Ophelia Immune_A Novel
Page 25
Kite and Carlos had disappeared into another room. I hurried behind them, glancing at all of the paintings on the walls. The office was unlike the other, childish rooms. It had a door with a lock that Carlos opened with a key. There was only one table. A metal one with drawers around the sides. There was a non-electrical machine sitting on a case of drawers. It had a big handle and dark, rubber rollers. It’s gears were greased and not rusted; it was nicely maintained in a way that Dad would have liked. He would have strode in from the Yard, a well-oiled rag in hand and offered to show me how to keep it in good repair. He would have whistled while we worked. He would have hugged me and pointed out all of the loose screws for me to tighten.
“It’s a printing press. I can use it to make Flyers!” Kite clutched at my arm, beaming with excitement and then pointed to the next case of drawers. There was a phone, a real phone, with a blinking red light that was in working order. There was a large map and a stereo on the table. The speakers were taller than some of the girls.
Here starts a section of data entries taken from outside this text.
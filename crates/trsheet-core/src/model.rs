use chrono::NaiveDate;
use serde::{Deserialize, Serialize, Serializer};
use std::fmt;

/// How test locations were chosen for a test request.
#[derive(Debug, Clone, Copy, Default, PartialEq, Eq, Serialize, Deserialize)]
#[serde(rename_all = "snake_case")]
pub enum LocationMethod {
    TesterLocates,
    LocationSpecified,
    #[default]
    Unknown,
}

impl fmt::Display for LocationMethod {
    fn fmt(&self, f: &mut fmt::Formatter<'_>) -> fmt::Result {
        match self {
            LocationMethod::TesterLocates => write!(f, "tester locates"),
            LocationMethod::LocationSpecified => write!(f, "location specified"),
            LocationMethod::Unknown => write!(f, "unknown"),
        }
    }
}

impl LocationMethod {
    /// Map the captured "Location Method:" value (already trimmed and
    /// lower-cased) to a variant. Anything unrecognized is `Unknown`.
    pub fn from_flag(s: &str) -> LocationMethod {
        match s {
            "tester locates" => LocationMethod::TesterLocates,
            "location specified" => LocationMethod::LocationSpecified,
            _ => LocationMethod::Unknown,
        }
    }
}

/// A test method name with the number of tests requested for it.
#[derive(Debug, Clone, PartialEq, Eq, Serialize, Deserialize)]
pub struct MethodCount {
    pub method: String,
    pub count: u32,
}

impl MethodCount {
    pub fn new(method: impl Into<String>, count: u32) -> Self {
        MethodCount {
            method: method.into(),
            count,
        }
    }
}

/// One test request, parsed from one PDF page.
#[derive(Debug, Clone, Serialize, Deserialize)]
pub struct TestRequest {
    pub id: String,
    pub page_number: usize,
    pub requested_date: Option<NaiveDate>,
    pub lot_number: String,
    pub location_method: LocationMethod,
    /// Normalized and package-collapsed method counts, in extraction order.
    pub methods: Vec<MethodCount>,
}

impl TestRequest {
    /// Lot category: the first two characters of the lot number, or empty
    /// when the lot number is shorter than that.
    pub fn lot_type(&self) -> &str {
        let mut chars = self.lot_number.char_indices();
        match (chars.nth(1), chars.next()) {
            (Some(_), Some((idx, _))) => &self.lot_number[..idx],
            (Some(_), None) => &self.lot_number,
            (None, _) => "",
        }
    }
}

/// Number of tests on a detail row.
///
/// Requests with no extracted methods still get one row, marked `NotUsed`.
#[derive(Debug, Clone, Copy, PartialEq, Eq)]
pub enum Count {
    Tests(u32),
    NotUsed,
}

impl Count {
    pub fn tests(&self) -> Option<u32> {
        match self {
            Count::Tests(n) => Some(*n),
            Count::NotUsed => None,
        }
    }
}

impl fmt::Display for Count {
    fn fmt(&self, f: &mut fmt::Formatter<'_>) -> fmt::Result {
        match self {
            Count::Tests(n) => write!(f, "{n}"),
            Count::NotUsed => write!(f, "not used"),
        }
    }
}

impl Serialize for Count {
    fn serialize<S: Serializer>(&self, serializer: S) -> Result<S::Ok, S::Error> {
        match self {
            Count::Tests(n) => serializer.serialize_u32(*n),
            Count::NotUsed => serializer.serialize_str("not used"),
        }
    }
}

/// One row of the "All tests" sheet.
#[derive(Debug, Clone, PartialEq, Serialize)]
pub struct DetailRow {
    pub request_id: String,
    pub requested_date: Option<NaiveDate>,
    pub method: String,
    pub count: Count,
    pub lot_number: String,
    pub lot_type: String,
}

/// One row of the "Tests summary" sheet.
#[derive(Debug, Clone, PartialEq, Eq, Serialize)]
pub struct SummaryRow {
    pub method: String,
    pub total: u64,
}

/// A page that produced no test request.
#[derive(Debug, Clone, Serialize)]
pub struct SkippedPage {
    pub page_number: usize,
    pub reason: String,
}

/// Everything produced by one processing run.
#[derive(Debug, Clone, Serialize)]
pub struct Report {
    pub requests: Vec<TestRequest>,
    pub details: Vec<DetailRow>,
    pub summary: Vec<SummaryRow>,
    #[serde(skip_serializing_if = "Vec::is_empty")]
    pub skipped_pages: Vec<SkippedPage>,
}

#[cfg(test)]
mod tests {
    use super::*;

    fn request(lot: &str) -> TestRequest {
        TestRequest {
            id: "1".into(),
            page_number: 1,
            requested_date: None,
            lot_number: lot.into(),
            location_method: LocationMethod::Unknown,
            methods: vec![],
        }
    }

    #[test]
    fn test_lot_type_needs_two_chars() {
        assert_eq!(request("EW-0042").lot_type(), "EW");
        assert_eq!(request("EW").lot_type(), "EW");
        assert_eq!(request("E").lot_type(), "");
        assert_eq!(request("").lot_type(), "");
    }

    #[test]
    fn test_location_method_from_flag() {
        assert_eq!(
            LocationMethod::from_flag("tester locates"),
            LocationMethod::TesterLocates
        );
        assert_eq!(
            LocationMethod::from_flag("location specified"),
            LocationMethod::LocationSpecified
        );
        assert_eq!(LocationMethod::from_flag("gps"), LocationMethod::Unknown);
    }

    #[test]
    fn test_count_serializes_not_used_as_string() {
        assert_eq!(serde_json::to_string(&Count::NotUsed).unwrap(), "\"not used\"");
        assert_eq!(serde_json::to_string(&Count::Tests(4)).unwrap(), "4");
    }
}
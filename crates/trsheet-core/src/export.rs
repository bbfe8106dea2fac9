use crate::error::TrSheetError;
use crate::model::{Count, DetailRow, Report, SummaryRow};
use chrono::{Datelike, NaiveDate};
use rust_xlsxwriter::{ExcelDateTime, Format, Workbook, Worksheet};

pub const DETAIL_SHEET: &str = "All tests";
pub const SUMMARY_SHEET: &str = "Tests summary";

/// Suggested file name for the exported workbook.
pub const EXPORT_FILE_NAME: &str = "processed_test_requests.xlsx";
pub const XLSX_CONTENT_TYPE: &str =
    "application/vnd.openxmlformats-officedocument.spreadsheetml.sheet";

pub const DETAIL_HEADERS: [&str; 6] = [
    "TR",
    "When Req'd (date)",
    "Test method",
    "No. tests",
    "Lot no.",
    "Lot Type",
];
pub const SUMMARY_HEADERS: [&str; 2] = ["Test method", "No. tests"];

const DATE_FORMAT: &str = "yyyy-mm-dd";
const EXCEL_YEARS: std::ops::RangeInclusive<i32> = 1900..=9999;
const COLUMN_PADDING: usize = 2;

#[derive(Debug, Clone, PartialEq)]
enum Cell {
    Text(String),
    Number(f64),
    Date(NaiveDate),
    Blank,
}

impl Cell {
    /// The value as it reads in the sheet, used for column sizing.
    fn display(&self) -> String {
        match self {
            Cell::Text(s) => s.clone(),
            Cell::Number(n) => n.to_string(),
            Cell::Date(d) => d.format("%Y-%m-%d").to_string(),
            Cell::Blank => String::new(),
        }
    }
}

/// Render the report as an xlsx workbook with the detail and summary sheets.
pub fn write_workbook(report: &Report) -> Result<Vec<u8>, TrSheetError> {
    let mut workbook = Workbook::new();
    let header_format = Format::new().set_bold();
    let date_format = Format::new().set_num_format(DATE_FORMAT);

    let detail = detail_cells(&report.details);
    let sheet = workbook.add_worksheet().set_name(DETAIL_SHEET)?;
    write_sheet(sheet, &DETAIL_HEADERS, &detail, &header_format, &date_format)?;

    let summary = summary_cells(&report.summary);
    let sheet = workbook.add_worksheet().set_name(SUMMARY_SHEET)?;
    write_sheet(sheet, &SUMMARY_HEADERS, &summary, &header_format, &date_format)?;

    let buffer = workbook.save_to_buffer()?;
    log::info!(
        "wrote workbook: {} detail row(s), {} summary row(s), {} byte(s)",
        report.details.len(),
        report.summary.len(),
        buffer.len()
    );
    Ok(buffer)
}

fn detail_cells(rows: &[DetailRow]) -> Vec<Vec<Cell>> {
    rows.iter()
        .map(|row| {
            vec![
                Cell::Text(row.request_id.clone()),
                row.requested_date.map(date_cell).unwrap_or(Cell::Blank),
                Cell::Text(row.method.clone()),
                match row.count {
                    Count::Tests(n) => Cell::Number(f64::from(n)),
                    Count::NotUsed => Cell::Text(Count::NotUsed.to_string()),
                },
                Cell::Text(row.lot_number.clone()),
                Cell::Text(row.lot_type.clone()),
            ]
        })
        .collect()
}

/// Excel has no serial dates outside 1900-9999; those are written as text.
fn date_cell(date: NaiveDate) -> Cell {
    if EXCEL_YEARS.contains(&date.year()) {
        Cell::Date(date)
    } else {
        Cell::Text(date.format("%Y-%m-%d").to_string())
    }
}

fn summary_cells(rows: &[SummaryRow]) -> Vec<Vec<Cell>> {
    rows.iter()
        .map(|row| {
            vec![
                Cell::Text(row.method.clone()),
                // Totals stay well inside f64's exact integer range.
                Cell::Number(row.total as f64),
            ]
        })
        .collect()
}

fn write_sheet(
    sheet: &mut Worksheet,
    headers: &[&str],
    rows: &[Vec<Cell>],
    header_format: &Format,
    date_format: &Format,
) -> Result<(), TrSheetError> {
    for (col, header) in headers.iter().enumerate() {
        sheet.write_string_with_format(0, col as u16, *header, header_format)?;
    }

    for (i, row) in rows.iter().enumerate() {
        let r = (i + 1) as u32;
        for (col, cell) in row.iter().enumerate() {
            let c = col as u16;
            match cell {
                Cell::Text(s) => {
                    sheet.write_string(r, c, s.as_str())?;
                }
                Cell::Number(n) => {
                    sheet.write_number(r, c, *n)?;
                }
                Cell::Date(d) => {
                    let date = ExcelDateTime::from_ymd(
                        d.year() as u16,
                        d.month() as u8,
                        d.day() as u8,
                    )?;
                    sheet.write_datetime_with_format(r, c, &date, date_format)?;
                }
                Cell::Blank => {}
            }
        }
    }

    for (col, width) in column_widths(headers, rows).into_iter().enumerate() {
        sheet.set_column_width(col as u16, width as f64)?;
    }

    Ok(())
}

/// Width per column: longest displayed value (header included) plus padding.
fn column_widths(headers: &[&str], rows: &[Vec<Cell>]) -> Vec<usize> {
    headers
        .iter()
        .enumerate()
        .map(|(col, header)| {
            let longest = rows
                .iter()
                .filter_map(|row| row.get(col))
                .map(|cell| cell.display().chars().count())
                .fold(header.chars().count(), usize::max);
            longest + COLUMN_PADDING
        })
        .collect()
}

#[cfg(test)]
mod tests {
    use super::*;

    #[test]
    fn test_column_widths_use_longest_value() {
        let rows = vec![
            vec![
                Cell::Text("1042".into()),
                Cell::Text("WA 210.1: Plasticity Index".into()),
            ],
            vec![Cell::Text("7".into()), Cell::Blank],
        ];
        assert_eq!(column_widths(&["TR", "Test method"], &rows), vec![6, 28]);
    }

    #[test]
    fn test_column_widths_header_only() {
        assert_eq!(column_widths(&SUMMARY_HEADERS, &[]), vec![13, 11]);
    }

    #[test]
    fn test_date_cell_display() {
        let cell = Cell::Date(NaiveDate::from_ymd_opt(2024, 3, 5).unwrap());
        assert_eq!(cell.display(), "2024-03-05");
    }

    #[test]
    fn test_pre_1900_date_written_as_text() {
        let date = NaiveDate::from_ymd_opt(1899, 3, 5).unwrap();
        assert_eq!(date_cell(date), Cell::Text("1899-03-05".into()));
        let date = NaiveDate::from_ymd_opt(1900, 1, 1).unwrap();
        assert_eq!(date_cell(date), Cell::Date(date));
    }

    #[test]
    fn test_workbook_accepts_pre_1900_date() {
        let report = Report {
            requests: vec![],
            details: vec![DetailRow {
                request_id: "7".into(),
                requested_date: NaiveDate::from_ymd_opt(1899, 3, 5),
                method: "WA 210.1: Plasticity Index".into(),
                count: Count::Tests(1),
                lot_number: "EW-1".into(),
                lot_type: "EW".into(),
            }],
            summary: vec![SummaryRow {
                method: "WA 210.1: Plasticity Index".into(),
                total: 1,
            }],
            skipped_pages: vec![],
        };
        assert!(!write_workbook(&report).unwrap().is_empty());
    }

    #[test]
    fn test_not_used_written_as_text() {
        let rows = vec![DetailRow {
            request_id: "3".into(),
            requested_date: None,
            method: String::new(),
            count: Count::NotUsed,
            lot_number: String::new(),
            lot_type: String::new(),
        }];
        let cells = detail_cells(&rows);
        assert_eq!(cells[0][1], Cell::Blank);
        assert_eq!(cells[0][3], Cell::Text("not used".into()));
    }
}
“This is where I do all of my planning. I spend most of my day in here,” Carlos said, “I can listen to the Rangers’ Channel and then all of the pins on this map are the Auctions planned for August, September, and October.”
I complimented him on his nice map and mentioned to him that I could find anything on a map, as I had practiced it my entire childhood.
“Driver,” Kite muttered.
“Excellent,” he smiled kindly and continued, “Now, this phone only rings once in awhile, but I know a few others who have phones, nurses at the Hospital and the Morgue, who alert me to … Special Events.”
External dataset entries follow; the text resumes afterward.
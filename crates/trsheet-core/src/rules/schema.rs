use serde::{Deserialize, Serialize};

/// Rule configuration for one tracker export format.
#[derive(Debug, Clone, Serialize, Deserialize)]
pub struct RuleSet {
    pub name: String,
    #[serde(default)]
    pub description: Option<String>,
    pub version: String,
    /// Ordered table of truncated-name keys; first match wins.
    pub name_expansions: Vec<NameExpansion>,
    pub package: PackageRule,
}

/// Replace a scraped method name containing `prefix` with `full_name`.
#[derive(Debug, Clone, Serialize, Deserialize)]
pub struct NameExpansion {
    pub prefix: String,
    pub full_name: String,
}

/// Field density packages: an MDD test count and a site test count that
/// together are billed as a single package line.
#[derive(Debug, Clone, Serialize, Deserialize)]
pub struct PackageRule {
    /// Substring identifying MDD method lines.
    pub mdd_marker: String,
    /// Substrings identifying field site method lines; their counts are added.
    pub site_markers: Vec<String>,
    pub bundles: Vec<PackageBundle>,
}

#[derive(Debug, Clone, Serialize, Deserialize)]
pub struct PackageBundle {
    pub mdd: u32,
    pub sites: u32,
    pub name: String,
}

impl PackageRule {
    /// Whether `method` is one of the lines a package replaces.
    pub fn is_component(&self, method: &str) -> bool {
        method.contains(self.mdd_marker.as_str())
            || self.site_markers.iter().any(|m| method.contains(m.as_str()))
    }

    pub fn bundle_for(&self, mdd: u64, sites: u64) -> Option<&PackageBundle> {
        self.bundles
            .iter()
            .find(|b| u64::from(b.mdd) == mdd && u64::from(b.sites) == sites)
    }
}
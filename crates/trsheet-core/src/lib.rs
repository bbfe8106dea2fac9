pub mod error;
pub mod export;
pub mod extraction;
pub mod model;
pub mod parsing;
pub mod rules;
pub mod table;

use error::TrSheetError;
use extraction::{PageContent, PdfExtractor};
use model::Report;
use parsing::ParsedRequests;
use rules::schema::RuleSet;

/// Main API entry point: turn a CivilPro test request PDF into a report.
///
/// Each page with a TR number becomes one test request; the detail and
/// summary tables are derived from those requests.
pub fn process_pdf(
    pdf_bytes: &[u8],
    extractor: &dyn PdfExtractor,
    rules: &RuleSet,
) -> Result<Report, TrSheetError> {
    let pages = extractor.extract_pages(pdf_bytes)?;
    process_pages(&pages, rules)
}

/// Build a report from already extracted pages.
pub fn process_pages(pages: &[PageContent], rules: &RuleSet) -> Result<Report, TrSheetError> {
    let parsed = parsing::parse_requests(pages, rules)?;
    Ok(build_report(parsed))
}

/// Derive the detail and summary tables from parsed requests.
pub fn build_report(parsed: ParsedRequests) -> Report {
    let details = table::build_detail_rows(&parsed.requests);
    let summary = table::build_summary(&details);

    log::info!(
        "{} test request(s), {} page(s) skipped, {} detail row(s), {} method group(s)",
        parsed.requests.len(),
        parsed.skipped_pages.len(),
        details.len(),
        summary.len()
    );

    Report {
        requests: parsed.requests,
        details,
        summary,
        skipped_pages: parsed.skipped_pages,
    }
}
pub mod process;
pub mod rules;
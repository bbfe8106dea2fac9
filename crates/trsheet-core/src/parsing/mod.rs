pub mod fields;
pub mod methods;

use crate::error::TrSheetError;
use crate::extraction::PageContent;
use crate::model::{LocationMethod, SkippedPage, TestRequest};
use crate::rules::package::collapse_packages;
use crate::rules::schema::RuleSet;
use fields::parse_fields;
use serde::Serialize;

/// Test requests parsed from a document, plus the pages that yielded none.
#[derive(Debug, Clone, Default, Serialize)]
pub struct ParsedRequests {
    pub requests: Vec<TestRequest>,
    pub skipped_pages: Vec<SkippedPage>,
}

/// Parse extracted pages into test requests, one per page with a TR number.
///
/// Pages without text or without a TR number are recorded as skipped. An
/// invalid requested date aborts the whole document.
pub fn parse_requests(
    pages: &[PageContent],
    rules: &RuleSet,
) -> Result<ParsedRequests, TrSheetError> {
    let mut parsed = ParsedRequests::default();

    for page in pages {
        if page.is_blank() {
            log::debug!("page {}: no extractable text", page.page_number);
            parsed.skipped_pages.push(SkippedPage {
                page_number: page.page_number,
                reason: "no extractable text".into(),
            });
            continue;
        }

        match parse_page(page, rules)? {
            Some(request) => parsed.requests.push(request),
            None => {
                log::debug!("page {}: no TR number", page.page_number);
                parsed.skipped_pages.push(SkippedPage {
                    page_number: page.page_number,
                    reason: "no TR number".into(),
                });
            }
        }
    }

    Ok(parsed)
}

/// Parse a single page into a test request.
fn parse_page(page: &PageContent, rules: &RuleSet) -> Result<Option<TestRequest>, TrSheetError> {
    let text = page.text();
    let Some(fields) = parse_fields(&text)? else {
        return Ok(None);
    };

    let location_method = match fields.location_flag.as_deref() {
        Some(flag) => {
            let method = LocationMethod::from_flag(flag);
            if method == LocationMethod::Unknown {
                log::warn!(
                    "TR {} (page {}): unrecognized location method '{}', no tests extracted",
                    fields.request_id,
                    page.page_number,
                    flag
                );
            }
            method
        }
        None => {
            log::debug!(
                "TR {} (page {}): no location method",
                fields.request_id,
                page.page_number
            );
            LocationMethod::Unknown
        }
    };

    let methods = location_method.extract_methods(&text, rules);
    let methods = collapse_packages(methods, &rules.package);
    log::debug!(
        "TR {} (page {}): {} method line(s), {}",
        fields.request_id,
        page.page_number,
        methods.len(),
        location_method
    );

    Ok(Some(TestRequest {
        id: fields.request_id,
        page_number: page.page_number,
        requested_date: fields.requested_date,
        lot_number: fields.lot_number,
        location_method,
        methods,
    }))
}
“Wow, you know people who can go to the Hospital?” I erupted disbelievingly. Even if his nurse Wife had been too lowly for his esteemed Family, the services of a nurse were more expensive than most Families could ever afford. Only the Richest Families went to the hospitals when they were sick, even if they disapproved of working there.
He gave me a golden grin, but became distracted when a short, stout older girl flashed the electric lights off and on in the rest of the warehouse.
“Bedtime! Lights out in half an hour! Get your pajamas! Brush your teeth! Spit out your gum! Bedtime! Bedtime! Bedtimmmmmme!” she called.
Smaller girls squealed and ran in every direction, their arms in the air. I gurgled with delight. I wanted to chase them and crawl into a cozy bed to listen to Human stories, to teach them about tightening screws and killing zombies. One of the silliest girls latched herself onto Kite’s leg, an assumed protector from sleepiness and bedtime. Kite looked down at her leg and shook it lightly with her lip curled in distaste. The girl ran away and ducked behind a long, sweeping curtain, her toes sticking out.
“Thank you for the tour, Carlos. We best get out of your way for the night,” Kite edged towards the door with a sour look on her face.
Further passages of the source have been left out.